Search code examples
calgorithmpointersmemory-managementdynamic-memory-allocation

How to properly manage memory in the following C code?


I recently started learning C programming (I have a bit of experience in Python around intermediate level(?)).
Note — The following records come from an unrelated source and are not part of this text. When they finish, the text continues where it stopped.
impl VirtualDac {
    /// Create a façade over `instruments` with the given gate map.
    pub fn new(
        name: impl Into<String>,
        instruments: Vec<Arc<dyn DacInstrument>>,
        gate_map: GateMap,
    ) -> Self {
        let name = name.into();
        info!(dac = %name, gates = gate_map.len(), "Creating virtual DAC");
        Self {
            name,
            state: RwLock::new(DacState {
                instruments,
                gate_map,
                boundaries: BTreeMap::new(),
            }),
        }
    }

    /// Name of the façade
    pub fn name(&self) -> &str {
        &self.name
    }

    // -------------------------------------------------------------------------
    // Gate map
    // -------------------------------------------------------------------------

    /// Current gate map
    pub fn gate_map(&self) -> GateMap {
        self.state.read().gate_map.clone()
    }

    /// Replace the gate map.
    ///
    /// Previously mapped names become inaccessible. Boundaries are kept for
    /// names present in both maps and re-applied to their new channels.
    pub fn set_gate_map(&self, gate_map: GateMap) -> AppResult<()> {
        let mut state = self.state.write();

        // Resolve every channel first so a bad map leaves the state untouched.
        let mut cleared: Vec<BoundsUpdate> = Vec::new();
        let mut mirrored: Vec<BoundsUpdate> = Vec::new();
        let mut kept = BTreeMap::new();
        for (gate, bounds) in &state.boundaries {
            let (instrument, channel) = state.resolve(&self.name, gate)?;
            cleared.push((instrument, channel, None));
            if gate_map.contains_key(gate) {
                let (instrument, channel) =
                    resolve_in(&state.instruments, &gate_map, &self.name, gate)?;
                instrument.channel_bounds(channel)?;
                mirrored.push((instrument, channel, Some(*bounds)));
                kept.insert(gate.clone(), *bounds);
            }
        }

        apply_bounds(&cleared)?;
        apply_bounds(&mirrored)?;
        let dropped = state.boundaries.len() - kept.len();
        state.gate_map = gate_map;
        state.boundaries = kept;

        info!(dac = %self.name, gates = state.gate_map.len(), dropped_boundaries = dropped, "Gate map replaced");
        Ok(())
    }

    /// Names of all mapped gates
    pub fn gates(&self) -> Vec<String> {
        self.state.read().gate_map.keys().cloned().collect()
    }

    /// Whether `gate` is mapped
    pub fn has_gate(&self, gate: &str) -> bool {
        self.state.read().gate_map.contains_key(gate)
    }

    // -------------------------------------------------------------------------
    // Instruments
    // -------------------------------------------------------------------------

    /// Backing instruments, in index order
    pub fn instruments(&self) -> Vec<Arc<dyn DacInstrument>> {
        self.state.read().instruments.clone()
    }

    /// Append instruments that are not registered yet.
    ///
    /// An instrument counts as registered when the same object or an instrument
    /// with the same name is already present, so repeated calls are idempotent.
    pub fn add_instruments(&self, instruments: impl IntoIterator<Item = Arc<dyn DacInstrument>>) {
        let mut state = self.state.write();
        for instrument in instruments {
            let present = state
                .instruments
                .iter()
                .any(|i| Arc::ptr_eq(i, &instrument) || i.name() == instrument.name());
            if present {
                debug!(dac = %self.name, instrument = %instrument.name(), "Instrument already registered");
                continue;
            }
            info!(dac = %self.name, instrument = %instrument.name(), "Adding instrument");
            state.instruments.push(instrument);
        }
    }

    // -------------------------------------------------------------------------
    // Values
    // -------------------------------------------------------------------------

    /// Read a gate value from its instrument channel
    pub fn get(&self, gate: &str) -> AppResult<f64> {
        let (instrument, channel) = self.state.read().resolve(&self.name, gate)?;
        instrument.get_channel(channel)
    }

    /// Write a gate value.
    ///
    /// Fails with [`TuningError::OutOfBounds`] when the value violates the gate
    /// boundary; nothing is written in that case.
    pub fn set(&self, gate: &str, value: f64) -> AppResult<()> {
        let (instrument, channel) = {
            let state = self.state.read();
            if let Some(bounds) = state.boundaries.get(gate) {
                bounds.check(gate, value)?;
            }
            state.resolve(&self.name, gate)?
        };
        debug!(dac = %self.name, gate, value, "Setting gate");
        instrument.set_channel(channel, value)
    }

    /// Change a gate value by `delta`
    pub fn increment(&self, gate: &str, delta: f64) -> AppResult<()> {
        let current = self.get(gate)?;
        self.set(gate, current + delta)
    }

    /// Snapshot of all gate values
    pub fn all_values(&self) -> AppResult<BTreeMap<String, f64>> {
        let gates = self.gates();
        gates
            .into_iter()
            .map(|gate| {
                let value = self.get(&gate)?;
                Ok((gate, value))
            })
            .collect()
    }

    /// Set several gates at once
    pub fn reset_gates(&self, values: &BTreeMap<String, f64>) -> AppResult<()> {
        for (gate, value) in values {
            self.set(gate, *value)?;
        }
        Ok(())
    }

    /// Handle to a single gate
    pub fn parameter(&self, gate: &str) -> AppResult<GateParameter<'_>> {
        if !self.has_gate(gate) {
            return Err(TuningError::unknown_gate(&self.name, gate));
        }
        Ok(GateParameter {
            dac: self,
            gate: gate.to_string(),
        })
    }

    // -------------------------------------------------------------------------
    // Boundaries
    // -------------------------------------------------------------------------

    /// Boundaries of all gates that have one
    pub fn get_boundaries(&self) -> BTreeMap<String, Boundary> {
        self.state.read().boundaries.clone()
    }

    /// Boundary of a single gate
    pub fn boundary(&self, gate: &str) -> Option<Boundary> {
        self.state.read().boundaries.get(gate).copied()
    }

    /// Set gate boundaries from `(low, high)` pairs.
    ///
    /// Unknown gate names are skipped with a warning. A pair with `low > high`
    /// or a gate whose channel cannot be resolved fails the whole update
    /// before anything is applied.
    pub fn set_boundaries<I, S>(&self, boundaries: I) -> AppResult<()>
    where
        I: IntoIterator<Item = (S, (f64, f64))>,
        S: AsRef<str>,
    {
        let mut state = self.state.write();

        let mut validated = Vec::new();
        for (gate, (low, high)) in boundaries {
            let gate = gate.as_ref();
            if !state.gate_map.contains_key(gate) {
                warn!("{} has no gate {}", self.name, gate);
                continue;
            }
            let bounds = Boundary::for_gate(gate, low, high)?;
            let (instrument, channel) = state.resolve(&self.name, gate)?;
            instrument.channel_bounds(channel)?;
            validated.push((gate.to_string(), instrument, channel, bounds));
        }

        for (gate, instrument, channel, bounds) in validated {
            instrument.set_channel_bounds(channel, Some(bounds))?;
            debug!(dac = %self.name, gate = %gate, low = bounds.low(), high = bounds.high(), "Boundary set");
            state.boundaries.insert(gate, bounds);
        }
        Ok(())
    }

    /// Narrow gate boundaries to their intersection with the given ranges.
    ///
    /// Gates without a boundary take the requested range. Gates not listed
    /// keep their boundary. Disjoint ranges are rejected.
    pub fn restrict_boundaries<I, S>(&self, boundaries: I) -> AppResult<()>
    where
        I: IntoIterator<Item = (S, (f64, f64))>,
        S: AsRef<str>,
    {
        let current = self.get_boundaries();
        let mut restricted = Vec::new();

        for (gate, (low, high)) in boundaries {
            let gate = gate.as_ref();
            let requested = Boundary::for_gate(gate, low, high)?;
            let bounds = match current.get(gate) {
                Some(existing) => {
                    existing
                        .intersect(&requested)
                        .ok_or_else(|| TuningError::InvalidBoundary {
                            gate: gate.to_string(),
                            low: existing.low().max(low),
                            high: existing.high().min(high),
                        })?
                }
                None => requested,
            };
            restricted.push((gate.to_string(), (bounds.low(), bounds.high())));
        }

        self.set_boundaries(restricted)
    }

    // -------------------------------------------------------------------------
    // Scoped restore
    // -------------------------------------------------------------------------

    /// Snapshot gate map, boundaries and values; restore them when the guard drops.
    ///
    /// Restoration runs on normal scope exit, early `?` returns and panics alike.
    pub fn restore_at_exit(&self) -> AppResult<RestoreGuard<'_>> {
        let snapshot = Snapshot {
            gate_map: self.gate_map(),
            boundaries: self.get_boundaries(),
            values: self.all_values()?,
        };
        debug!(dac = %self.name, gates = snapshot.values.len(), "Snapshot taken");
        Ok(RestoreGuard {
            dac: self,
            snapshot: Some(snapshot),
        })
    }

    /// Run `f` and restore the pre-call state afterwards.
    ///
    /// The state is restored before the result of `f` (including its error)
    /// is handed back to the caller. A restore failure is returned when `f`
    /// succeeded and logged when `f` failed.
    pub fn with_restore<T>(&self, f: impl FnOnce(&Self) -> AppResult<T>) -> AppResult<T> {
        let guard = self.restore_at_exit()?;
        let result = f(self);
        match (result, guard.restore()) {
            (Ok(value), Ok(())) => Ok(value),
            (Ok(_), Err(restore_err)) => Err(restore_err),
            (Err(e), Ok(())) => Err(e),
            (Err(e), Err(restore_err)) => {
                warn!(dac = %self.name, error = %restore_err, "Failed to restore gate state");
                Err(e)
            }
        }
    }

    /// Put back the snapshot.
    ///
    /// Values are written straight to the channels without the boundary check,
    /// since a gate may legally sit outside a boundary set after its value.
    /// Every gate is attempted; the first failure is returned and the rest
    /// are logged.
    fn restore(&self, snapshot: Snapshot) -> AppResult<()> {
        let Snapshot {
            gate_map,
            boundaries,
            values,
        } = snapshot;
        let mut state = self.state.write();
        let mut failures = Vec::new();

        for gate in state.boundaries.keys() {
            if !boundaries.contains_key(gate) {
                // gate may have been unmapped inside the scope
                let _ = state.mirror_bounds(&self.name, gate, None);
            }
        }
        state.gate_map = gate_map;
        state.boundaries = boundaries;

        for (gate, value) in &values {
            let written = state
                .resolve(&self.name, gate)
                .and_then(|(instrument, channel)| {
                    instrument.set_channel_bounds(channel, None)?;
                    instrument.set_channel(channel, *value)
                });
            if let Err(e) = written {
                failures.push(e);
            }
        }
        for (gate, bounds) in &state.boundaries {
            if let Err(e) = state.mirror_bounds(&self.name, gate, Some(*bounds)) {
                failures.push(e);
            }
        }
        drop(state);

        let mut failures = failures.into_iter();
        match failures.next() {
            None => Ok(()),
            Some(first) => {
                for e in failures {
                    warn!(dac = %self.name, error = %e, "Further restore failure");
                }
                Err(first)
            }
        }
    }
}
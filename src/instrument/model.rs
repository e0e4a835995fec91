//! Simulated quantum-dot device.
//!
//! The model gives the virtual detectors something physical-looking to measure:
//! every gate with a pinch-off entry closes the channel through a logistic step,
//! and an optional Gaussian feature over two gates stands in for a tuned dot.

use std::collections::BTreeMap;

use rand::Rng;
use serde::{Deserialize, Serialize};

/// Pinch-off characteristics of one gate.
#[derive(Debug, Clone, Copy, PartialEq, Serialize, Deserialize)]
pub struct PinchGate {
    /// Voltage at the middle of the closing step (mV)
    pub pinch: f64,
    /// Width of the step (mV)
    pub width: f64,
}

/// Gaussian conductance feature spanned by two gates.
#[derive(Debug, Clone, PartialEq, Serialize, Deserialize)]
pub struct DotFeature {
    /// Horizontal gate
    pub gate_x: String,
    /// Vertical gate
    pub gate_y: String,
    /// Centre voltage of `gate_x`
    pub center_x: f64,
    /// Centre voltage of `gate_y`
    pub center_y: f64,
    /// Standard deviation (mV)
    pub width: f64,
    /// Peak height added to the channel current
    pub amplitude: f64,
}

/// Simulated device returning a current for a set of gate voltages.
#[derive(Debug, Clone, Default, PartialEq, Serialize, Deserialize)]
pub struct DeviceModel {
    /// Open-channel current
    pub amplitude: f64,
    /// Gates that pinch off the channel
    #[serde(default)]
    pub gates: BTreeMap<String, PinchGate>,
    /// Optional dot feature
    #[serde(default)]
    pub dot: Option<DotFeature>,
    /// Peak amplitude of uniform noise (0 disables noise)
    #[serde(default)]
    pub noise: f64,
}

impl DeviceModel {
    /// Model with the given open-channel current and no gates.
    pub fn new(amplitude: f64) -> Self {
        Self {
            amplitude,
            ..Default::default()
        }
    }

    /// Add a pinch-off gate.
    pub fn with_gate(mut self, gate: impl Into<String>, pinch: f64, width: f64) -> Self {
        self.gates.insert(gate.into(), PinchGate { pinch, width });
        self
    }

    /// Add a dot feature.
    pub fn with_dot(mut self, dot: DotFeature) -> Self {
        self.dot = Some(dot);
        self
    }

    /// Set the noise amplitude.
    pub fn with_noise(mut self, noise: f64) -> Self {
        self.noise = noise;
        self
    }

    /// Noise-free current for the given gate voltages.
    ///
    /// Gates missing from `values` are treated as fully open.
    pub fn current(&self, values: &BTreeMap<String, f64>) -> f64 {
        let channel: f64 = self
            .gates
            .iter()
            .map(|(name, g)| match values.get(name) {
                Some(v) => logistic((v - g.pinch) / g.width.max(f64::EPSILON)),
                None => 1.0,
            })
            .product();

        let dot = self.dot.as_ref().map_or(0.0, |d| {
            let x = values.get(&d.gate_x).copied().unwrap_or(d.center_x);
            let y = values.get(&d.gate_y).copied().unwrap_or(d.center_y);
            let r2 = (x - d.center_x).powi(2) + (y - d.center_y).powi(2);
            d.amplitude * (-r2 / (2.0 * d.width * d.width)).exp()
        });

        self.amplitude * channel + dot
    }

    /// Current including noise.
    pub fn sample(&self, values: &BTreeMap<String, f64>) -> f64 {
        let current = self.current(values);
        if self.noise > 0.0 {
            current + rand::thread_rng().gen_range(-self.noise..=self.noise)
        } else {
            current
        }
    }
}

fn logistic(x: f64) -> f64 {
    1.0 / (1.0 + (-x).exp())
}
I saw this problem named "Median of two sorted arrays" on LeetCode and thought I might try implementing the code for that using C. The code consists of three functions and since the problem lies with the entirety of the code, in particular with memory management(? please do help if there are any others), I am going to post the entire thing.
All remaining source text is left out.